Lewis the Gladiator

Stand at the base of the Roman Colosseum and look up and it is hard to imagine the position of the Gladiator and how he was so loathed by the populous.

The Romans considered Gladiators to be the lowest of the low – beneath contempt – and shunned them from society but as they did they venerated them. The digs of Roman sites in England or in Germany and so on and one will find evidence of the fame and adoration associated with those who were successful combatants.

That was life as a Gladiator. They would make a pot for you, the Romans, but they would never invite you for dinner nor afford you anything like the hand of friendship. Perhaps – with some reason – they thought it not worth the effort expected you to be dead tomorrow.

Perhaps in two thousand years there will be a dig that unearths evidence of Lewis Hunt’s time at Bradford City etched onto an urn but one doubts it. It seems that Hunt – who has played nineteen times for City this season – will not play for the club unless he agrees to drop the mechanism in his contract that awards him a new deal should he play twenty games. Peter Jackson has asked him if he does not mind signing a new deal on less money, and his refusal to do so and subsequent ostracisation from the first team squad, was gathered under the term “personal reasons” when that omission was talked about at the weekend.

Hunt moved to City last summer following Peter Taylor from Wycombe Wanderers seemingly set for a season of being the reserve to Simon Ramsden at right back and spending a good few months injured himself. He is 28 and City offered him a year with a year extension should he prove his worth which he obviously has. Having been given that offer, and fulfilled his side of the bargain, there seems to be very little reason why Hunt should agree that he should take less money from the club.

I recognise that Hunt is not everyone’s cup of tea and – like Luke Oliver – his honest endeavours are forever tainted by his association with the previous manager but while the right back is no Cafu he is a League Two player who has done what is asked of him and now has the club wanting to get out of the deal they made with him.

Why should Hunt be treated like this? The answer, seemingly, is because he is a professional footballer and as with his counterpart of ancient Rome is in a position where he is both lionised and loathed. He will be cheered and held to a standard in the arena but outside it he will not be extended the considerations offered to other men.

Football is full of examples of this duality. Manchester United’s Wayne Rooney is talked of as having a responsibly to be a role model (which is most often mentioned when he fails to live up to the standards other set for him, although is an example of how he is lionised) but when he does something that anyone else would take as a right and negotiates the best financial deal for himself he is greeted with a public reaction which says he has not the right to do so, or that if he does he should not avail himself of it.
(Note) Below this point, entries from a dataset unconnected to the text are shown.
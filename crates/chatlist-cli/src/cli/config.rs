use std::path::{Path, PathBuf};
use std::time::Duration;

use anyhow::{bail, Context, Result};
use chatlist_core::{StoreSchema, SyncConfig};
use serde::{Deserialize, Serialize};

const DEFAULT_INITIAL_LOAD_TIMEOUT_MS: u64 = 10_000;

/// CLI configuration that can be loaded from a JSON file
#[derive(Debug, Clone, Serialize, Deserialize, Default)]
#[serde(rename_all = "camelCase")]
pub struct CliConfig {
    /// Signed-in user whose conversation list is loaded
    #[serde(skip_serializing_if = "Option::is_none")]
    pub current_user_id: Option<String>,

    /// Remote schema overrides
    #[serde(default)]
    pub schema: StoreSchema,

    /// How long to wait for the initial load before giving up
    #[serde(skip_serializing_if = "Option::is_none")]
    pub initial_load_timeout_ms: Option<u64>,
}

impl CliConfig {
    /// Load config from a JSON file
    pub fn load(path: &Path) -> Result<Self> {
        let content = std::fs::read_to_string(path)
            .with_context(|| format!("Failed to read config file: {}", path.display()))?;
        let config: CliConfig = serde_json::from_str(&content)
            .with_context(|| format!("Failed to parse config file: {}", path.display()))?;
        Ok(config)
    }

    /// `<config_dir>/chatlist/config.json`
    pub fn default_path() -> Option<PathBuf> {
        dirs::config_dir().map(|dir| dir.join("chatlist").join("config.json"))
    }

    /// Explicit path first, then the default location if it exists, then defaults.
    pub fn resolve(explicit: Option<&Path>) -> Result<Self> {
        if let Some(path) = explicit {
            return Self::load(path);
        }
        match Self::default_path() {
            Some(path) if path.exists() => Self::load(&path),
            _ => Ok(Self::default()),
        }
    }

    /// Engine config, with `--user` taking precedence over the file.
    pub fn sync_config(&self, user_override: Option<&str>) -> Result<SyncConfig> {
        let user = user_override
            .map(str::to_string)
            .or_else(|| self.current_user_id.clone());
        let Some(user) = user.filter(|u| !u.is_empty()) else {
            bail!("No current user: pass --user or set currentUserId in the config file");
        };
        Ok(SyncConfig::new(user).with_schema(self.schema.clone()))
    }

    pub fn initial_load_timeout(&self) -> Duration {
        Duration::from_millis(
            self.initial_load_timeout_ms
                .unwrap_or(DEFAULT_INITIAL_LOAD_TIMEOUT_MS),
        )
    }
}

#[cfg(test)]
mod tests {
    use super::*;
    use std::io::Write;

    #[test]
    fn test_parse_config_minimal() {
        let config: CliConfig = serde_json::from_str("{}").unwrap();
        assert!(config.current_user_id.is_none());
        assert_eq!(config.schema, StoreSchema::default());
        assert_eq!(config.initial_load_timeout(), Duration::from_secs(10));
    }

    #[test]
    fn test_load_from_file() {
        let mut file = tempfile::NamedTempFile::new().unwrap();
        write!(
            file,
            r#"{{
                "currentUserId": "me",
                "schema": {{"rosterRoot": "inbox"}},
                "initialLoadTimeoutMs": 250
            }}"#
        )
        .unwrap();

        let config = CliConfig::load(file.path()).unwrap();
        assert_eq!(config.current_user_id.as_deref(), Some("me"));
        assert_eq!(config.schema.roster_root, "inbox");
        assert_eq!(config.schema.users_root, "users");
        assert_eq!(config.initial_load_timeout(), Duration::from_millis(250));
    }

    #[test]
    fn test_load_reports_bad_files() {
        let dir = tempfile::tempdir().unwrap();
        let missing = dir.path().join("missing.json");
        let err = CliConfig::load(&missing).unwrap_err();
        assert!(err.to_string().contains("Failed to read config file"));

        let broken = dir.path().join("broken.json");
        std::fs::write(&broken, "{not json").unwrap();
        let err = CliConfig::resolve(Some(&broken)).unwrap_err();
        assert!(err.to_string().contains("Failed to parse config file"));
    }

    #[test]
    fn test_sync_config_user_precedence() {
        let config = CliConfig {
            current_user_id: Some("from-file".to_string()),
            ..Default::default()
        };
        assert_eq!(config.sync_config(None).unwrap().current_user_id, "from-file");
        assert_eq!(
            config.sync_config(Some("from-flag")).unwrap().current_user_id,
            "from-flag"
        );
        assert!(CliConfig::default().sync_config(None).is_err());
    }
}
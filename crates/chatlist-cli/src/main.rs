use std::path::PathBuf;

use anyhow::{Context, Result};
use chatlist_cli::cli::{init_tracing, run, CliConfig, RunOptions};
use clap::Parser;

#[derive(Parser)]
#[command(name = "chatlist")]
#[command(about = "Load a conversation list from a store fixture and print it as JSON")]
struct Cli {
    /// JSON file holding the whole remote tree
    #[arg(long, short = 'f')]
    fixture: PathBuf,

    /// Path to JSON config file (currentUserId, schema, initialLoadTimeoutMs)
    #[arg(long, short = 'c')]
    config: Option<PathBuf>,

    /// Signed-in user id, overrides the config file
    #[arg(long, short = 'u')]
    user: Option<String>,

    /// Filter conversations by partner name
    #[arg(long, short = 's')]
    search: Option<String>,

    /// Delete the conversation with this partner after loading
    #[arg(long, short = 'd')]
    delete: Option<String>,

    /// Treat the network as unreachable
    #[arg(long)]
    offline: bool,

    /// Pretty-print JSON output
    #[arg(long, short)]
    pretty: bool,

    /// Debug output on stderr
    #[arg(long, short)]
    verbose: bool,
}

#[tokio::main]
async fn main() {
    let cli = Cli::parse();

    if let Err(e) = init_tracing(cli.verbose) {
        eprintln!("Warning: {}", e);
    }

    if let Err(e) = execute(cli).await {
        eprintln!("Error: {:#}", e);
        std::process::exit(1);
    }
}

async fn execute(cli: Cli) -> Result<()> {
    let config = CliConfig::resolve(cli.config.as_deref())?;
    let sync_config = config.sync_config(cli.user.as_deref())?;

    let content = std::fs::read_to_string(&cli.fixture)
        .with_context(|| format!("Failed to read fixture: {}", cli.fixture.display()))?;
    let fixture = serde_json::from_str(&content)
        .with_context(|| format!("Failed to parse fixture: {}", cli.fixture.display()))?;

    let report = run(
        sync_config,
        RunOptions {
            fixture,
            search: cli.search,
            delete: cli.delete,
            offline: cli.offline,
            initial_load_timeout: config.initial_load_timeout(),
        },
    )
    .await?;

    let output = if cli.pretty {
        serde_json::to_string_pretty(&report)?
    } else {
        serde_json::to_string(&report)?
    };
    println!("{}", output);
    Ok(())
}
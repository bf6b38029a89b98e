pub mod config;
pub mod report;
pub mod tracing_setup;

pub use config::CliConfig;
pub use report::{run, DeleteOutcome, Report, RunOptions};
pub use tracing_setup::init_tracing;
John Terry is similarly lionised but is not afforded the right to a private life which those who do laud him take for granted. Sol Campbell expected to take any abuse given to him because of his “interactions” with this lionisation culture. That we have got to this situation where we will have a poster of a footballer up on the wall but would not invite one into the house is a comment on society rather than the game itself but in that situation we are and the results of it are manifest at clubs around the country.

Players are treated as disposable by clubs. They are to do what they are to excel when they are wanted and quietly disappear when they are not. When they are being courted by a club then they are made promises which – when they are not – they are expected to accept will be broken.

I believe that there is a competitive advantage to be gained by bringing together a stable squad on contracts of a good length rather than replacing them on a yearly basis. That when Lewis Hunt leaves he will be replaced with a player of similar abilities who is less settled, and that will effect his ability to put in a performance, and so underperformance continues. That is a side issue, but the last half a dozen years have shown how single season contract perform on the whole.

Lewis Hunt made a deal with the club and fulfilled his end of it. The club do not want to fulfil their side of it and by withdrawing him from the match day squad do not have to but it makes me uncomfortable to see by club putting pressure on a player to let them break the deal.

Outside of the game this would be condemned as highly questionable behaviour by any business but the footballer – as with the Gladiator – suffers from being loathed as much as he is lionised.